If anyone is considering applying for an NIE and you are based anywhere within rail distance of London go to the consulate. They are very helpful but be warned busy and only open until 1400. We did not make an appointment and was told it wasn't necessary.

When you go in through the security check simply tell the staff at the desk you are there to apply for NIE. You will be issued with a number and directed to the basement area. There you will be greeted by controlled chaos but none of that will apply to you, just turn right for "Legalisation". 

There is a Cashier desk to the right and a door to the left. This is the point that the staff upstairs have wasted their time giving you a number because the most efficient person I have ever meet manages everyone queued outside her door. Now there is no queue but she seems to know what order to deal with people in.

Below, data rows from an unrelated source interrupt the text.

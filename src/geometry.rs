//! Axis-aligned integer boxes and overlap measures.

/// Axis-aligned box in pixel coordinates, `(left, top)` plus extents.
///
/// `x = 0` is the left image edge and `y = 0` the top edge. Boxes with a
/// non-positive width or height are degenerate and have zero area.
#[derive(Clone, Copy, Debug, Default, PartialEq, Eq, Hash)]
pub struct Rect {
    pub left: i32,
    pub top: i32,
    pub width: i32,
    pub height: i32,
}

impl Rect {
    pub const fn new(left: i32, top: i32, width: i32, height: i32) -> Self {
        Self {
            left,
            top,
            width,
            height,
        }
    }

    /// Exclusive right edge.
    pub fn right(&self) -> i64 {
        i64::from(self.left) + i64::from(self.width)
    }

    /// Exclusive bottom edge.
    pub fn bottom(&self) -> i64 {
        i64::from(self.top) + i64::from(self.height)
    }

    /// Area in square pixels; zero for degenerate boxes.
    pub fn area(&self) -> i64 {
        if self.is_empty() {
            return 0;
        }
        i64::from(self.width) * i64::from(self.height)
    }

    pub fn is_empty(&self) -> bool {
        self.width <= 0 || self.height <= 0
    }

    /// Area shared by `self` and `other`.
    pub fn intersection_area(&self, other: &Rect) -> i64 {
        if self.is_empty() || other.is_empty() {
            return 0;
        }
        let left = i64::from(self.left.max(other.left));
        let top = i64::from(self.top.max(other.top));
        let right = self.right().min(other.right());
        let bottom = self.bottom().min(other.bottom());
        if right <= left || bottom <= top {
            return 0;
        }
        (right - left) * (bottom - top)
    }
}

/// Intersection over union of two boxes.
///
/// Returns `0.0` when either box is degenerate, so zero-area boxes never
/// overlap anything, including an identical zero-area box.
pub fn iou(a: &Rect, b: &Rect) -> f32 {
    let inter = a.intersection_area(b);
    if inter == 0 {
        return 0.0;
    }
    let union = a.area() + b.area() - inter;
    (inter as f64 / union as f64) as f32
}

#[cfg(test)]
mod tests {
    use super::*;

    #[test]
    fn iou_of_half_overlap() {
        let a = Rect::new(0, 0, 4, 4);
        let b = Rect::new(2, 0, 4, 4);
        // 8 shared over 24 total.
        assert!((iou(&a, &b) - 1.0 / 3.0).abs() < 1e-6);
    }

    #[test]
    fn touching_edges_do_not_overlap() {
        let a = Rect::new(0, 0, 4, 4);
        let b = Rect::new(4, 0, 4, 4);
        assert_eq!(a.intersection_area(&b), 0);
        assert_eq!(iou(&a, &b), 0.0);
    }

    #[test]
    fn negative_extent_is_degenerate() {
        let r = Rect::new(10, 10, -3, 5);
        assert!(r.is_empty());
        assert_eq!(r.area(), 0);
        assert_eq!(iou(&r, &r), 0.0);
    }
}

We had our application form slightly wrong but she helped us with this and put it right for us. Then we were taken into the little room, had our forms amended and then asked to pay at the cash desk. It was £6.90 per application. We went as a couple and were seen together (obviously that is two applications).

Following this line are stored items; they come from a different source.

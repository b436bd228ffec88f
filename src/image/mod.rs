//! RGB image views, owned buffers and preprocessing.
//!
//! Pixels are interleaved 8-bit triples. `ImageView` borrows a buffer with an
//! explicit stride counted in bytes between the starts of consecutive rows, so
//! a stride larger than `width * 3` represents padded rows. `OwnedImage` is
//! always contiguous.

use crate::util::{YoloboxError, YoloboxResult};

pub mod blob;
#[cfg(feature = "image-io")]
pub mod io;
pub mod letterbox;

/// Number of interleaved channels per pixel.
pub const CHANNELS: usize = 3;

/// Borrowed RGB image view with an explicit row stride.
#[derive(Copy, Clone, Debug)]
pub struct ImageView<'a> {
    data: &'a [u8],
    width: usize,
    height: usize,
    stride: usize,
}

impl<'a> ImageView<'a> {
    /// Creates a contiguous view with `stride == width * 3`.
    pub fn from_slice(data: &'a [u8], width: usize, height: usize) -> YoloboxResult<Self> {
        Self::new(data, width, height, width.saturating_mul(CHANNELS))
    }

    /// Creates a view with an explicit stride in bytes.
    pub fn new(data: &'a [u8], width: usize, height: usize, stride: usize) -> YoloboxResult<Self> {
        let needed = required_len(width, height, stride)?;
        if data.len() < needed {
            return Err(YoloboxError::BufferTooSmall {
                needed,
                got: data.len(),
            });
        }
        Ok(Self {
            data,
            width,
            height,
            stride,
        })
    }

    /// Returns the image width in pixels.
    pub fn width(&self) -> usize {
        self.width
    }

    /// Returns the image height in pixels.
    pub fn height(&self) -> usize {
        self.height
    }

    /// Returns the stride in bytes between row starts.
    pub fn stride(&self) -> usize {
        self.stride
    }

    /// Returns the backing slice including any row padding.
    pub fn as_slice(&self) -> &'a [u8] {
        self.data
    }

    /// Returns the pixel at `(x, y)` if it is within bounds.
    pub fn pixel(&self, x: usize, y: usize) -> Option<[u8; CHANNELS]> {
        if x >= self.width {
            return None;
        }
        let row = self.row(y)?;
        let start = x * CHANNELS;
        Some([row[start], row[start + 1], row[start + 2]])
    }

    /// Returns the `width * 3` bytes of row `y`.
    pub fn row(&self, y: usize) -> Option<&'a [u8]> {
        if y >= self.height {
            return None;
        }
        let start = y.checked_mul(self.stride)?;
        let end = start.checked_add(self.width * CHANNELS)?;
        self.data.get(start..end)
    }
}

fn required_len(width: usize, height: usize, stride: usize) -> YoloboxResult<usize> {
    if width == 0 || height == 0 {
        return Err(YoloboxError::InvalidImage { width, height });
    }
    let row_len = width
        .checked_mul(CHANNELS)
        .ok_or(YoloboxError::InvalidImage { width, height })?;
    if stride < row_len {
        return Err(YoloboxError::InvalidStride { width, stride });
    }
    (height - 1)
        .checked_mul(stride)
        .and_then(|v| v.checked_add(row_len))
        .ok_or(YoloboxError::InvalidImage { width, height })
}

/// Owned contiguous RGB image buffer.
#[derive(Clone, Debug, PartialEq)]
pub struct OwnedImage {
    data: Vec<u8>,
    width: usize,
    height: usize,
}

impl OwnedImage {
    /// Wraps a contiguous buffer of exactly `width * height * 3` bytes.
    pub fn new(data: Vec<u8>, width: usize, height: usize) -> YoloboxResult<Self> {
        let needed = required_len(width, height, width.saturating_mul(CHANNELS))?;
        if data.len() < needed {
            return Err(YoloboxError::BufferTooSmall {
                needed,
                got: data.len(),
            });
        }
        if data.len() > needed {
            return Err(YoloboxError::InvalidImage { width, height });
        }
        Ok(Self {
            data,
            width,
            height,
        })
    }

    /// Allocates a black image.
    pub fn zeros(width: usize, height: usize) -> YoloboxResult<Self> {
        let needed = required_len(width, height, width.saturating_mul(CHANNELS))?;
        Ok(Self {
            data: vec![0u8; needed],
            width,
            height,
        })
    }

    /// Copies a (possibly strided) view into a contiguous buffer.
    pub fn from_view(view: ImageView<'_>) -> Self {
        let row_len = view.width() * CHANNELS;
        let mut data = Vec::with_capacity(row_len * view.height());
        for y in 0..view.height() {
            if let Some(row) = view.row(y) {
                data.extend_from_slice(row);
            }
        }
        Self {
            data,
            width: view.width(),
            height: view.height(),
        }
    }

    /// Returns the image width in pixels.
    pub fn width(&self) -> usize {
        self.width
    }

    /// Returns the image height in pixels.
    pub fn height(&self) -> usize {
        self.height
    }

    /// Returns the raw interleaved pixel bytes.
    pub fn data(&self) -> &[u8] {
        &self.data
    }

    /// Consumes the image and returns its pixel bytes.
    pub fn into_raw(self) -> Vec<u8> {
        self.data
    }

    /// Returns a borrowed view of the image.
    pub fn view(&self) -> ImageView<'_> {
        ImageView {
            data: &self.data,
            width: self.width,
            height: self.height,
            stride: self.width * CHANNELS,
        }
    }

    pub(crate) fn row_mut(&mut self, y: usize) -> &mut [u8] {
        let row_len = self.width * CHANNELS;
        &mut self.data[y * row_len..(y + 1) * row_len]
    }
}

Current wait time was estimated at 3 weeks.

You do not need stamped addressed envelopes, again as their and other sites suggested.

We didn't need proof of our purchase, simply that we were making a purchase.

Some advice we heeded from 'Peedee" and I pass on to you, be prepared for everything and anything... We took an envelope, a couple of black biros (used them  ), stamps, property contract, extra blank forms and extra copies of passports. BE PREPARED 

Forms -- 

EX-15 http://www.exteriores.gob.es/Consulados/EDIMBURGO/en/Consulado/Documents/EX-15 application form.pdf

Modelo 790
http://www.exteriores.gob.es/Consulados/EDIMBURGO/en/Consulado/Documents/Model 790.pdf

Address --
20 Draycott Pl, London SW3 2RZ, United Kingdom
+44 20 7589 8989

It's a five minute walk from Sloane Square Tube Station and then another 5 minute walk to be humbled at the Chelsea Barracks with a walk around the grounds, meet the heroes and a cuppa. :yo:

*Things to note.*

YOU MUST TAKE A COPY OF YOUR PASSPORT *AND* YOUR PASSPORT
THEY DO NOT ACCEPT CHEQUES OR CARDS ---- *CASH ONLY* :roll eyes:
IF YOU ARE BUYING A HOUSE IT IS *ECONOMIC* AND NOT SOCIAL AS EXAMPLE SITES MAY SUGGEST
THEY ARE VERY BUSY BUT LOVELY STAFF :angel:

Many of you will already know this, we knew the list of it thanks to "peedee" but hopefully this sheds a little more light on the grass roots process and may help someone!

Cheers
Pedro


----------



## peedee (Aug 30, 2015)

Pleased it all worked for you - hope everything else goes as sweetly


----------



## piersuk (Nov 13, 2015)

Thanks Peedee... Your advice was *very* helpful


----------



## Pesky Wesky (May 10, 2009)

Very informative.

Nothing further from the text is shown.